● Input records
[Start of Attachment]

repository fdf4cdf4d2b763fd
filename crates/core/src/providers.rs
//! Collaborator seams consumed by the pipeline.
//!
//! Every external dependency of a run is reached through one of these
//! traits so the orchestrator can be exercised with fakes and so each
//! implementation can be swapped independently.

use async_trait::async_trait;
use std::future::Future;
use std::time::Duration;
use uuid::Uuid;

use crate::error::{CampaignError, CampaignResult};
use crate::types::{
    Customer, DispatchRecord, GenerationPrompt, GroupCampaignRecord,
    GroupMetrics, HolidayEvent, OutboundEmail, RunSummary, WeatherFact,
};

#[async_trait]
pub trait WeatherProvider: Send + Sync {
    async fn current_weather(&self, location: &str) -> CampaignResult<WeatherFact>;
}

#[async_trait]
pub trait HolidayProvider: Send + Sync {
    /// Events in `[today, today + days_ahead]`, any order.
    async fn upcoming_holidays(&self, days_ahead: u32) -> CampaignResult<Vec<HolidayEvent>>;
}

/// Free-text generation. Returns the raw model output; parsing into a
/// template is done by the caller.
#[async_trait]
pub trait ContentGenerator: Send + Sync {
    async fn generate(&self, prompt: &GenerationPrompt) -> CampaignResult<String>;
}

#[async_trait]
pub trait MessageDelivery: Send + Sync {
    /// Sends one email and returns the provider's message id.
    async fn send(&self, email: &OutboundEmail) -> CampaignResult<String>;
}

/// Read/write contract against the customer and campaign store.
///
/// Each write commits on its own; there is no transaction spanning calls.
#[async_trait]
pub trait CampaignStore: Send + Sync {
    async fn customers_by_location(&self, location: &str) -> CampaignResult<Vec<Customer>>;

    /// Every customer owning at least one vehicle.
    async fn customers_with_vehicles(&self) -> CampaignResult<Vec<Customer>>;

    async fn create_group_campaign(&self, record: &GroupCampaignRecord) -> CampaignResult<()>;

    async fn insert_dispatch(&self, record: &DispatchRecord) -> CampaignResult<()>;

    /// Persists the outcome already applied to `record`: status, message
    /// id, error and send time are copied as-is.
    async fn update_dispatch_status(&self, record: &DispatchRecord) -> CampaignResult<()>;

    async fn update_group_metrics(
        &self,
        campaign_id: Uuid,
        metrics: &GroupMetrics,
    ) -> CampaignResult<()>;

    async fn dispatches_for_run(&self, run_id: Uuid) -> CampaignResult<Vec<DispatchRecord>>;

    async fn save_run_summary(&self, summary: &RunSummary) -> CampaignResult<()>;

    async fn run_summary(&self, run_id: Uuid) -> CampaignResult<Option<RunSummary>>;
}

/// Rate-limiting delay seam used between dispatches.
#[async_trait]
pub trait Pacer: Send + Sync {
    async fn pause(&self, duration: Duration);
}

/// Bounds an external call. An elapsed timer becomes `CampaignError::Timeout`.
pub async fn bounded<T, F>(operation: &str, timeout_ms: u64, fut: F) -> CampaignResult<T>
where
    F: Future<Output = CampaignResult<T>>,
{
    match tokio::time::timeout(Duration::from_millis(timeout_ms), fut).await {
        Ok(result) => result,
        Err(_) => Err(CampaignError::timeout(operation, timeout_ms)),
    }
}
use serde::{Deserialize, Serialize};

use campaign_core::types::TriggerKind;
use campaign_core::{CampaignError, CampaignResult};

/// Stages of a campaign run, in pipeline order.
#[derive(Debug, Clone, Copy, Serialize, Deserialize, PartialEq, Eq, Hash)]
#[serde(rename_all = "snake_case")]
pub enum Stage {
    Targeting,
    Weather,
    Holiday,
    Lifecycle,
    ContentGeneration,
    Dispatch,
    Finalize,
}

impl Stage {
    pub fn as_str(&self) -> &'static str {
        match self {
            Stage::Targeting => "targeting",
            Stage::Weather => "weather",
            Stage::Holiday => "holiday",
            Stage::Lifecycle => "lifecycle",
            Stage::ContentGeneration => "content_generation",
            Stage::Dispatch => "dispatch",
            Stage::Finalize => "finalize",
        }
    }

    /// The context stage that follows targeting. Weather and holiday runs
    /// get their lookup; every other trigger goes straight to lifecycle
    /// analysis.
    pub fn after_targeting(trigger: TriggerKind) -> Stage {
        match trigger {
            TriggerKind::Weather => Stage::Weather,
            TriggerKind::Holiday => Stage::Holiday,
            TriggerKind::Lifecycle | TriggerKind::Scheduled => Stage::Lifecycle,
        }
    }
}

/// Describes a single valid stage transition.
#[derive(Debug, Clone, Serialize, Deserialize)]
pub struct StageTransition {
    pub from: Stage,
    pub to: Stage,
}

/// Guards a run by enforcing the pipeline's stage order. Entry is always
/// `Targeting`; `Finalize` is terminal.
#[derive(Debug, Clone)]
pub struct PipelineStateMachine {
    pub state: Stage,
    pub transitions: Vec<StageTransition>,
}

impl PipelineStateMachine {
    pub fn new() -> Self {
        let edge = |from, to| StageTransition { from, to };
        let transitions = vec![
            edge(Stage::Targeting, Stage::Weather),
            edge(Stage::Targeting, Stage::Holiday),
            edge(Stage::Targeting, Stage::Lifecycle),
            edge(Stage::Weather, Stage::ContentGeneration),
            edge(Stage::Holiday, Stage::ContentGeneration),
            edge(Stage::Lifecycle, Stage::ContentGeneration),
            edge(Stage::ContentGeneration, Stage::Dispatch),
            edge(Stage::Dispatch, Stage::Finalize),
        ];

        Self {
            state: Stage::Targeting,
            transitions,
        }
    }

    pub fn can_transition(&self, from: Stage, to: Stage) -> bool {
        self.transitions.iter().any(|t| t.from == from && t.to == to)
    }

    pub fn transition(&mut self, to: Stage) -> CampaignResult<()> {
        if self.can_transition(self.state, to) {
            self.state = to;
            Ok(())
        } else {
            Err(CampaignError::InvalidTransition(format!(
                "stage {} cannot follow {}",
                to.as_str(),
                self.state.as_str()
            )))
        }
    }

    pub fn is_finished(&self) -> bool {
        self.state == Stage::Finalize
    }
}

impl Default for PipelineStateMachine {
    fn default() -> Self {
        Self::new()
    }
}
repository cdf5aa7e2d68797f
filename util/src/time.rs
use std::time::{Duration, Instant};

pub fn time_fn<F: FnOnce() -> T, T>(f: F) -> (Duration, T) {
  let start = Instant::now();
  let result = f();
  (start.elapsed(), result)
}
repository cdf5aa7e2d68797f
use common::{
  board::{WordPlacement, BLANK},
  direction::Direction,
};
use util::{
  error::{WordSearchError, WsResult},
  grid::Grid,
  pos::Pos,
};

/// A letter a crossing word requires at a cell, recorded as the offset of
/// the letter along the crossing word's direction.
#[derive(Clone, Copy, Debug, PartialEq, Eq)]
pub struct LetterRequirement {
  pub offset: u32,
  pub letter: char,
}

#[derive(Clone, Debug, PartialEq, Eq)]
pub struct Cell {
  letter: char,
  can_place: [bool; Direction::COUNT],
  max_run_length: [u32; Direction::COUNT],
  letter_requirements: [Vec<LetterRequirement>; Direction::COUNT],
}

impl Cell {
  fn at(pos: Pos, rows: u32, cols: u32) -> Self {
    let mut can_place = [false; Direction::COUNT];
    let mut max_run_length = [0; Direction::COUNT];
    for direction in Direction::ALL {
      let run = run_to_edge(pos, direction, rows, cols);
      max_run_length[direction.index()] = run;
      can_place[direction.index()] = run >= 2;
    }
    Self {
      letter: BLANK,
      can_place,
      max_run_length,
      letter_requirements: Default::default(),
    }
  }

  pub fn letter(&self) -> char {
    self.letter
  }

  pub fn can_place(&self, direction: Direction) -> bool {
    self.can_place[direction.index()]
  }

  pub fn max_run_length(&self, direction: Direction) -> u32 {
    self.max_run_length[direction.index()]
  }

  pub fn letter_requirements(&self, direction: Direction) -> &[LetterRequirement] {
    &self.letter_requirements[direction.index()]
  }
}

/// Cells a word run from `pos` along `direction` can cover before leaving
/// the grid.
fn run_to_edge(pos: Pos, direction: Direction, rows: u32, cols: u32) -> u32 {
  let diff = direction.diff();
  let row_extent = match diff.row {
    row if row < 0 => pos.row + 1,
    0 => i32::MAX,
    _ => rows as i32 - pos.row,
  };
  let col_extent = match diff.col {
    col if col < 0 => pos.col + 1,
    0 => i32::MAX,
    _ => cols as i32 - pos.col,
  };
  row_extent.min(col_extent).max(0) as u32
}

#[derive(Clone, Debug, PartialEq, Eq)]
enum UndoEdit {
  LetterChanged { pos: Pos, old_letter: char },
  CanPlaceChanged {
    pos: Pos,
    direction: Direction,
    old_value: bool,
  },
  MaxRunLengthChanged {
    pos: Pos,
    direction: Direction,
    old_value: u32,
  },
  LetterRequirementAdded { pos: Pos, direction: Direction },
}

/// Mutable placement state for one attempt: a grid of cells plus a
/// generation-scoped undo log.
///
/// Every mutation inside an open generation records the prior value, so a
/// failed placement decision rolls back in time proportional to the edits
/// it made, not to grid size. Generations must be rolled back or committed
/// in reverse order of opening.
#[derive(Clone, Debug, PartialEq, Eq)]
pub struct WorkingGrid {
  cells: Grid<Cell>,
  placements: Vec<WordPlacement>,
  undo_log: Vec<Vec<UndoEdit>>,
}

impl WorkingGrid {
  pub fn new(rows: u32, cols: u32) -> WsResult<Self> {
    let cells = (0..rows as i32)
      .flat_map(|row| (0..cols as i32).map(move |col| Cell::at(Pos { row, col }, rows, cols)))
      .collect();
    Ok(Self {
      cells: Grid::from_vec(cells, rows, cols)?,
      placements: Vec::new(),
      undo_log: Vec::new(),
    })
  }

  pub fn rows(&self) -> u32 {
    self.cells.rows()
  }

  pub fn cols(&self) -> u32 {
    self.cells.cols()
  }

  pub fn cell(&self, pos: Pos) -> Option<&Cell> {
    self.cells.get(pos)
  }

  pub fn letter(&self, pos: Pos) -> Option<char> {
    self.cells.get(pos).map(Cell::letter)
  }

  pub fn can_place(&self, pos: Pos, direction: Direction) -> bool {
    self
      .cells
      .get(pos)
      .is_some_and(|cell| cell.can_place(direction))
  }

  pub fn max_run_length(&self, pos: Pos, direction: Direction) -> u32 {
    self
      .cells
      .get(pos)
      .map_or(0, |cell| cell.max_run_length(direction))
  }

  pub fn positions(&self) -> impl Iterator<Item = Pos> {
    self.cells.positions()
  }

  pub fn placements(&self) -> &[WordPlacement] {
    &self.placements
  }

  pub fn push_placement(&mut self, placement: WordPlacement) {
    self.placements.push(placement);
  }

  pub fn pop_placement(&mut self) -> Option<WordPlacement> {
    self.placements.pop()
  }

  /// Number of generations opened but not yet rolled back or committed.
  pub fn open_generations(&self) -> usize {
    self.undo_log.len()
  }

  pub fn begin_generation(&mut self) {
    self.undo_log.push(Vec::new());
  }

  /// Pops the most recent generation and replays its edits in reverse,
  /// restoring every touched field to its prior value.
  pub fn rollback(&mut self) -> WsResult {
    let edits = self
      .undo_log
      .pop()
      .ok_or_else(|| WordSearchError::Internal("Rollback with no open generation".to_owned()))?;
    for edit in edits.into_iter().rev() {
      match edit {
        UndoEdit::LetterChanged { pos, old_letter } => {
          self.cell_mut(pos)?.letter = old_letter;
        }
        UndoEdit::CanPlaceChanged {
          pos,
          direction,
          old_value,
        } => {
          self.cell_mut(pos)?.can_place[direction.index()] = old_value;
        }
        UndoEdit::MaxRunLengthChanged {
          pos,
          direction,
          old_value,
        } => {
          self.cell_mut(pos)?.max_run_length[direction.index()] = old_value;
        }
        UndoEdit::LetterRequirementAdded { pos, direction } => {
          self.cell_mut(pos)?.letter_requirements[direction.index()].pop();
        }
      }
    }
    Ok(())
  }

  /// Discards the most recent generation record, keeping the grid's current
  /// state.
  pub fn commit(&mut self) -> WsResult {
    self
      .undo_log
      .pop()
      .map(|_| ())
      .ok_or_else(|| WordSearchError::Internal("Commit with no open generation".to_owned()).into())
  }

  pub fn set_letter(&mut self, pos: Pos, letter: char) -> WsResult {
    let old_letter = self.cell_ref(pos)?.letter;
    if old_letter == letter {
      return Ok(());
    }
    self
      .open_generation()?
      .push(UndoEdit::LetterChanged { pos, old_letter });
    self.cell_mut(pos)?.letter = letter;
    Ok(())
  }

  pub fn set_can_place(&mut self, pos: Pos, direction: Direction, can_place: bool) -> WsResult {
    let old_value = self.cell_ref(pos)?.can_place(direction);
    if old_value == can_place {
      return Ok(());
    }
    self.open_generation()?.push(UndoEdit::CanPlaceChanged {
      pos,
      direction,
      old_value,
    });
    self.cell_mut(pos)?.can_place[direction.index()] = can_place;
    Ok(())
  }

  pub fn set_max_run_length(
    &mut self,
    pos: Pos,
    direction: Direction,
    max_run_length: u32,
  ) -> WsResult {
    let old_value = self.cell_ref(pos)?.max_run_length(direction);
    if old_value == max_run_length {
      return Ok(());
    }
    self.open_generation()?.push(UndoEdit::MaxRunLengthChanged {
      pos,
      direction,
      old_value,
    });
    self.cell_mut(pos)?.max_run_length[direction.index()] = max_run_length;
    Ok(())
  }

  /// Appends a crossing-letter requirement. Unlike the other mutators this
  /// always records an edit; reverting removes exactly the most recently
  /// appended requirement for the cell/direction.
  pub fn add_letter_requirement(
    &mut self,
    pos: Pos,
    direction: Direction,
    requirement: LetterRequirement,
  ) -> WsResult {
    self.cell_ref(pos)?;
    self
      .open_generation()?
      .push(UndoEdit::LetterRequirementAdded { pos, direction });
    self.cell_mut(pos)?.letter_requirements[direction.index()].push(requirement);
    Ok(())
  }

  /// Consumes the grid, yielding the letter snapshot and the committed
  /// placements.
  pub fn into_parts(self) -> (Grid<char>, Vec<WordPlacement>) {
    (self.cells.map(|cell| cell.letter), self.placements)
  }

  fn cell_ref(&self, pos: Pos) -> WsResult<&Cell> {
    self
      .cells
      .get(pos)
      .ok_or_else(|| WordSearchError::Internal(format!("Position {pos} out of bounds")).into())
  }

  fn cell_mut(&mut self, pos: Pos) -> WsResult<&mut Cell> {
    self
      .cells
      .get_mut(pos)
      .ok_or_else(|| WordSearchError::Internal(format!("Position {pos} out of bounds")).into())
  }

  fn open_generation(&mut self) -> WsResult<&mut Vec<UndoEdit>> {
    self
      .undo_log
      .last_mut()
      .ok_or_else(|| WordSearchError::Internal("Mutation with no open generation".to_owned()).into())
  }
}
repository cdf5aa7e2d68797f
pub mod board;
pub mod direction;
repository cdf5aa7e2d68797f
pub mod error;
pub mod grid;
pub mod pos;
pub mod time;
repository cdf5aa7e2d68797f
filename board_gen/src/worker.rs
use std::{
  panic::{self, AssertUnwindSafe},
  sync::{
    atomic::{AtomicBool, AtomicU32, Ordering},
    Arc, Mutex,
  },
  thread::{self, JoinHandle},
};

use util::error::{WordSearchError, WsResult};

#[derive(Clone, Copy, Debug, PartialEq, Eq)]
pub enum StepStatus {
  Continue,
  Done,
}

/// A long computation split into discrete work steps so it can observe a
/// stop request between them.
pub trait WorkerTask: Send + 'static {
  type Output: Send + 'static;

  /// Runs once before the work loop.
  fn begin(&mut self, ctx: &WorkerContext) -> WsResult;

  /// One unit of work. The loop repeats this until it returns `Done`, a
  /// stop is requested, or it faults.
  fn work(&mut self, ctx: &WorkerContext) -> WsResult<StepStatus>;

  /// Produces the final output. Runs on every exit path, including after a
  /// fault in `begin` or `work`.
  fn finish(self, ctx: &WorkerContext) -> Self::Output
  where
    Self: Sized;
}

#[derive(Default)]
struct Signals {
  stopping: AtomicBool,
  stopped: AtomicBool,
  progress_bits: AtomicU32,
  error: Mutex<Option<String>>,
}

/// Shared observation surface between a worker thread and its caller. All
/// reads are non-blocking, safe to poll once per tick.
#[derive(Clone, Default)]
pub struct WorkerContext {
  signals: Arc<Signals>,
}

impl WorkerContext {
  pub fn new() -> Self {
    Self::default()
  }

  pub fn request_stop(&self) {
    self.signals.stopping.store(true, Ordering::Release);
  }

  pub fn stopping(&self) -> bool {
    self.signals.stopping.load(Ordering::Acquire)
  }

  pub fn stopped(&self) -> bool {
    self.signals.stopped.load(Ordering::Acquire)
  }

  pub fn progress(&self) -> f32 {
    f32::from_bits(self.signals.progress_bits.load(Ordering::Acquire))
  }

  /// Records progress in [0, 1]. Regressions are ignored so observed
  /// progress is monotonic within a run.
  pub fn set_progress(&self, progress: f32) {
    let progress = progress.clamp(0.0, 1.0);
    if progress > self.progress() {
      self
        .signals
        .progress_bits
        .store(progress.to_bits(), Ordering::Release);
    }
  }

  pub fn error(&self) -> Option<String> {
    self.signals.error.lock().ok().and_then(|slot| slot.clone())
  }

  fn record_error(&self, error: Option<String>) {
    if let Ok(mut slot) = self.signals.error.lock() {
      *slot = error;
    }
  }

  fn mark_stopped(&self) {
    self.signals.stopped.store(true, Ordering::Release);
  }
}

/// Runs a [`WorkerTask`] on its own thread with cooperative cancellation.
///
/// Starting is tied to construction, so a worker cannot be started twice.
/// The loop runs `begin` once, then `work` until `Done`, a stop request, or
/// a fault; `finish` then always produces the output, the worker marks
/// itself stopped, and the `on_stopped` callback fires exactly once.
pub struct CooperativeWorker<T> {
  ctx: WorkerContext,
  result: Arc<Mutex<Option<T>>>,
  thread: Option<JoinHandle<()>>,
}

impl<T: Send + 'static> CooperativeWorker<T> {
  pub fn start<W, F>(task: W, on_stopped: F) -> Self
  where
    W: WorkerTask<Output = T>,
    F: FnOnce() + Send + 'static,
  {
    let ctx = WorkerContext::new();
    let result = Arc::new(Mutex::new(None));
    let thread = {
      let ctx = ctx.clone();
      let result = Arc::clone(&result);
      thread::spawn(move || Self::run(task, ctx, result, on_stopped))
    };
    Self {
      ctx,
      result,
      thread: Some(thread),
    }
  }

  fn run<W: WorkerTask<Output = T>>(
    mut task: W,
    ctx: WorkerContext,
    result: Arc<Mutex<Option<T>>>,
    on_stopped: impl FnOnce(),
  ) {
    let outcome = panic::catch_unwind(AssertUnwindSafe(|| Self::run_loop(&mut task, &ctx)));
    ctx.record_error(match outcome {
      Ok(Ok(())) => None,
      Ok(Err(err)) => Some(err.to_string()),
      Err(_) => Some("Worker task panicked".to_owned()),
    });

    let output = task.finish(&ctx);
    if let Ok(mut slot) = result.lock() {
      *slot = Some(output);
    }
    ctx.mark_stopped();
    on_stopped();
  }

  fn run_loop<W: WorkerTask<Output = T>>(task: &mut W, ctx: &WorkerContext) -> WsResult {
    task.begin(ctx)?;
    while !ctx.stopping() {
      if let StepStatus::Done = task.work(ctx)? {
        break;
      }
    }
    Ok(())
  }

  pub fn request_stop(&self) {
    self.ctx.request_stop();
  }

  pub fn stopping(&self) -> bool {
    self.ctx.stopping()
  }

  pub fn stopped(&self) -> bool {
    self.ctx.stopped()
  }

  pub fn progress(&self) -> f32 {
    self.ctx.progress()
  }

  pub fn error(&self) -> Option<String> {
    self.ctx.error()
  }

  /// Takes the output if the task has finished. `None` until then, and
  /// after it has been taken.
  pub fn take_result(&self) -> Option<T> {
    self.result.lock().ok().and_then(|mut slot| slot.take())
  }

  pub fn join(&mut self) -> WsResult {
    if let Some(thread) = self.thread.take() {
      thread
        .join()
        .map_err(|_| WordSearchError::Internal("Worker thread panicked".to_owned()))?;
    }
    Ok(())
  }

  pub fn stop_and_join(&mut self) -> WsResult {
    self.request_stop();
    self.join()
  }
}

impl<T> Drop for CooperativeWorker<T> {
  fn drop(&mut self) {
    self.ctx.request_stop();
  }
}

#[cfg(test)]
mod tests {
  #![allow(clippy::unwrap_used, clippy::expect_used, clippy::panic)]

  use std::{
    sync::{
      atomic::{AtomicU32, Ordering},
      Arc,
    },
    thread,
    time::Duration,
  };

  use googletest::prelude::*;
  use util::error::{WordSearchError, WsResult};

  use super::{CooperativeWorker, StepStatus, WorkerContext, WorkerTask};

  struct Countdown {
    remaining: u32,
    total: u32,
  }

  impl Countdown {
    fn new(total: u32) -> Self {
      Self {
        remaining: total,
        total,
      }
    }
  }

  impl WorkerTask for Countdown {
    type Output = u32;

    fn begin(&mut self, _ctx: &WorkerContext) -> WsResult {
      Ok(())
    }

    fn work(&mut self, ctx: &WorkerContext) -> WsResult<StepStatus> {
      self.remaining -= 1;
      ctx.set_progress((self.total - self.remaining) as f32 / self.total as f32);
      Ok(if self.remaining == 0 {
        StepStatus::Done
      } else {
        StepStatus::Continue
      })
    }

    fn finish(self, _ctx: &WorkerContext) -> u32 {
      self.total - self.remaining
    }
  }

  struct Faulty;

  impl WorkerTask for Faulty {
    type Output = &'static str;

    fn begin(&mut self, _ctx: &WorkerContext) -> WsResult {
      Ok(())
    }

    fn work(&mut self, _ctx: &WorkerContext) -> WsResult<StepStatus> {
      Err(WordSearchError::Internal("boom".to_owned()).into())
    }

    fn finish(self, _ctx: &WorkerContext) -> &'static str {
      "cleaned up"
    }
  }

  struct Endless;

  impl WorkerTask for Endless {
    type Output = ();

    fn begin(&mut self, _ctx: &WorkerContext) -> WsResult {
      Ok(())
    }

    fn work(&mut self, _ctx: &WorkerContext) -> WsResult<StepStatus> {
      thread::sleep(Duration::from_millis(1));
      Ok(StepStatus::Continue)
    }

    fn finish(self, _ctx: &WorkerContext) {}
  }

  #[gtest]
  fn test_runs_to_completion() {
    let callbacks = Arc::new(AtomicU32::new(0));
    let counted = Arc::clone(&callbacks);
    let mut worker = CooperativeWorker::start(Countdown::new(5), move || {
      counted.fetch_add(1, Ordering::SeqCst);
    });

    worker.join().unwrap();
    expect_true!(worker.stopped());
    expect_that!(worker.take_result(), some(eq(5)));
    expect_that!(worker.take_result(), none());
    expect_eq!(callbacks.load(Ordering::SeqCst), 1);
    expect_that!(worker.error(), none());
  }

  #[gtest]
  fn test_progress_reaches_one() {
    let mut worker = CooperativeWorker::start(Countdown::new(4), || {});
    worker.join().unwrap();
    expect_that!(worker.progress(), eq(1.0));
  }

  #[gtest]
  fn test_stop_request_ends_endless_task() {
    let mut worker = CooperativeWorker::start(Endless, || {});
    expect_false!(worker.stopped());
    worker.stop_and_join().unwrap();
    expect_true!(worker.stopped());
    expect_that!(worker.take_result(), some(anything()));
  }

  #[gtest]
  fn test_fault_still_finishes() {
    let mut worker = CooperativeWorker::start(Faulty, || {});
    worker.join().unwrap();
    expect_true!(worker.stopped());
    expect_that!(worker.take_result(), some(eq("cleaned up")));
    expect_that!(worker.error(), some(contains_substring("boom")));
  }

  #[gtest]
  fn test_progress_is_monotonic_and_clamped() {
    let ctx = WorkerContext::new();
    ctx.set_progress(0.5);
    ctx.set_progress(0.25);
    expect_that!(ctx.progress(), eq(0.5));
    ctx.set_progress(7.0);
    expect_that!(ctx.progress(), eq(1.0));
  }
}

[End of Attachment]

● Activity
All lines that contain the word "slot" must be copied from the records above.

● Reply
    self.signals.error.lock().ok().and_then(|slot| slot.clone())
    if let Ok(mut slot) = self.signals.error.lock() {
      *slot = error;
    if let Ok(mut slot) = result.lock() {
      *slot = Some(output);
    self.result.lock().ok().and_then(|mut slot| slot.take())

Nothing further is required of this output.